The quality of signal processing systems such as a software defined radio or a communication modem is dependent on the performance of the selected hardware platform. Early design explorations enable the designer to gain insights into implementation challenges, architectural decisions to enhance performance and power, and hardware/software partitioning before Register-Transfer level (RTL) and software are available.
In addition, early design explorations assist architectural design decisions that facilitate planning for current and future requirements. Designers can further extend the design explorations to conduct fault analysis and identify test cases for verification.

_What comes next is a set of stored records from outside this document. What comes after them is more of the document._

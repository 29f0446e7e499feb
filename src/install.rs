use crate::cache::{version_from_cache_path, ToolCache};
use crate::catalog::{self, CatalogQuery, ReleaseCatalog};
use crate::download::{archive_file_name, extract_archive};
use crate::error::SetupError;
use crate::platform::HostPlatform;
use crate::resolver;
use crate::transport::Transport;
use crate::types::{
    tool_name, CacheKey, Distribution, InstallationResult, JdkupSettings, PackageType,
    ReleaseDescriptor,
};
use crate::version::{clean_version, VersionSpec};
use std::path::PathBuf;
use std::sync::Arc;
use tempfile::TempDir;

/// What the user asked for.
#[derive(Debug, Clone, PartialEq, Eq)]
pub struct InstallRequest {
    pub version: String,
    pub architecture: String,
    pub package_type: PackageType,
}

/// Resolves a request to a cached or freshly downloaded Java installation.
///
/// The flow is linear: normalize the version, look in the tool cache, and on
/// a miss query the catalog, resolve one release, download, extract and store
/// it. Any failure ends the run; nothing is cached unless the store completed.
pub struct Installer {
    distribution: Distribution,
    catalog: Box<dyn ReleaseCatalog>,
    cache: Box<dyn ToolCache>,
    transport: Arc<dyn Transport>,
    platform: HostPlatform,
}

impl Installer {
    pub fn new(
        distribution: Distribution,
        transport: Arc<dyn Transport>,
        cache: Box<dyn ToolCache>,
        platform: HostPlatform,
        settings: &JdkupSettings,
    ) -> Self {
        let catalog = catalog::for_distribution(distribution, transport.clone(), settings);
        Self::with_catalog(catalog, transport, cache, platform)
    }

    pub fn with_catalog(
        catalog: Box<dyn ReleaseCatalog>,
        transport: Arc<dyn Transport>,
        cache: Box<dyn ToolCache>,
        platform: HostPlatform,
    ) -> Self {
        Self {
            distribution: catalog.distribution(),
            catalog,
            cache,
            transport,
            platform,
        }
    }

    pub async fn setup(&self, request: &InstallRequest) -> Result<InstallationResult, SetupError> {
        let spec = VersionSpec::normalize(&request.version)?;
        let name = tool_name(self.distribution, request.package_type);

        let installed = match self.cache.find(&name, &spec, &request.architecture)? {
            Some(hit) => {
                tracing::info!(
                    "Resolved Java {} from tool-cache ({})",
                    hit.version,
                    self.distribution.display_name()
                );
                let version = version_from_cache_path(&hit.path).unwrap_or(hit.version);
                InstallationResult {
                    install_path: hit.path,
                    installed_version: version,
                }
            }
            None => {
                tracing::info!(
                    "Java {} ({}) was not found in tool-cache",
                    spec,
                    self.distribution.display_name()
                );
                let release = self.find_release(&spec, request).await?;
                self.download_and_cache(&release, request).await?
            }
        };

        Ok(self.finalize(installed))
    }

    /// Catalog query and resolution only, without touching the cache.
    pub async fn resolve_release(
        &self,
        request: &InstallRequest,
    ) -> Result<ReleaseDescriptor, SetupError> {
        let spec = VersionSpec::normalize(&request.version)?;
        self.find_release(&spec, request).await
    }

    fn catalog_query(&self, request: &InstallRequest) -> CatalogQuery {
        let (architecture, bitness) = self
            .platform
            .catalog_arch(self.distribution, &request.architecture);
        CatalogQuery {
            os: self.platform.catalog_os(self.distribution),
            architecture,
            bitness,
            package_type: request.package_type,
            archive_extension: self.platform.archive_extension().to_string(),
        }
    }

    async fn find_release(
        &self,
        spec: &VersionSpec,
        request: &InstallRequest,
    ) -> Result<ReleaseDescriptor, SetupError> {
        let query = self.catalog_query(request);
        let releases = self.catalog.list_releases(spec, &query).await?;
        resolver::resolve_downloadable(spec, &releases, &query.os, &request.architecture)
    }

    async fn download_and_cache(
        &self,
        release: &ReleaseDescriptor,
        request: &InstallRequest,
    ) -> Result<InstallationResult, SetupError> {
        tracing::info!(
            "Downloading Java {} ({}) from {} ...",
            release.version,
            self.distribution.display_name(),
            release.download_link
        );

        let work_dir = tempfile::Builder::new()
            .prefix("jdkup-")
            .tempdir()
            .map_err(|e| SetupError::download_or_extract(&release.download_link, e))?;

        let archive = work_dir.path().join(archive_file_name(
            &release.download_link,
            self.platform.archive_extension(),
        ));
        self.transport
            .download(&release.download_link, &archive)
            .await
            .map_err(|e| SetupError::download_or_extract(&release.download_link, e))?;

        let content_root = extract_archive(&archive, &work_dir.path().join("extracted"))?;

        // Cached under the plain version so an exact request finds it again
        let version = clean_version(&release.version);
        let key = CacheKey::new(
            self.distribution,
            request.package_type,
            version.clone(),
            request.architecture.clone(),
        );
        let install_path = self.cache.store(&content_root, &key)?;

        cleanup(work_dir);
        Ok(InstallationResult {
            install_path,
            installed_version: version,
        })
    }

    /// Points the result at the runtime root when the platform nests it
    /// inside the installation (macOS bundles keep it under `Contents/Home`).
    fn finalize(&self, mut result: InstallationResult) -> InstallationResult {
        if let Some(nested) = self.platform.nested_content_dir() {
            let candidate: PathBuf = result.install_path.join(nested);
            if candidate.is_dir() {
                result.install_path = candidate;
            }
        }
        tracing::info!(
            "Java {} installed at {}",
            result.installed_version,
            result.install_path.display()
        );
        result
    }
}

fn cleanup(work_dir: TempDir) {
    let path = work_dir.path().to_path_buf();
    if let Err(e) = work_dir.close() {
        tracing::warn!("Failed to remove temporary directory {}: {}", path.display(), e);
    }
}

This article presents the system level modelling and simulation methodology to architect a signal processing platform for software-defined radios or high-speed communication modems early in the design flow.
The majority of complex systems such as advanced high speed signal processing platforms go through expensive design iterations. Over 70% of the time iterations are due to incorrect design decisions or misunderstanding about the requirements. In addition, numerous factors influence such complex systems. A few of them are low processing latency, low power, configurability and limitations in resources. Early design explorations help overcome such issues.
Designers and architects follow number of ways to conduct design explorations and analysis. Though analytical methods provide significant information on the worst-case execution time, majority of the range do not occur in real life. Physical testing methods may provide accurate information, but are not feasible for complex systems such as SDRs or High Speed Communication modems.
Discrete event simulation enables designers and architects to evaluate a target system with hundreds or thousands of use cases, task scheduling, and system configurations in a shorter time frame. Discrete Event Modelling and Simulation helps not only in constructing extremely complex simulation models but also enables architects and designers to run extensive set of use cases and probabilities.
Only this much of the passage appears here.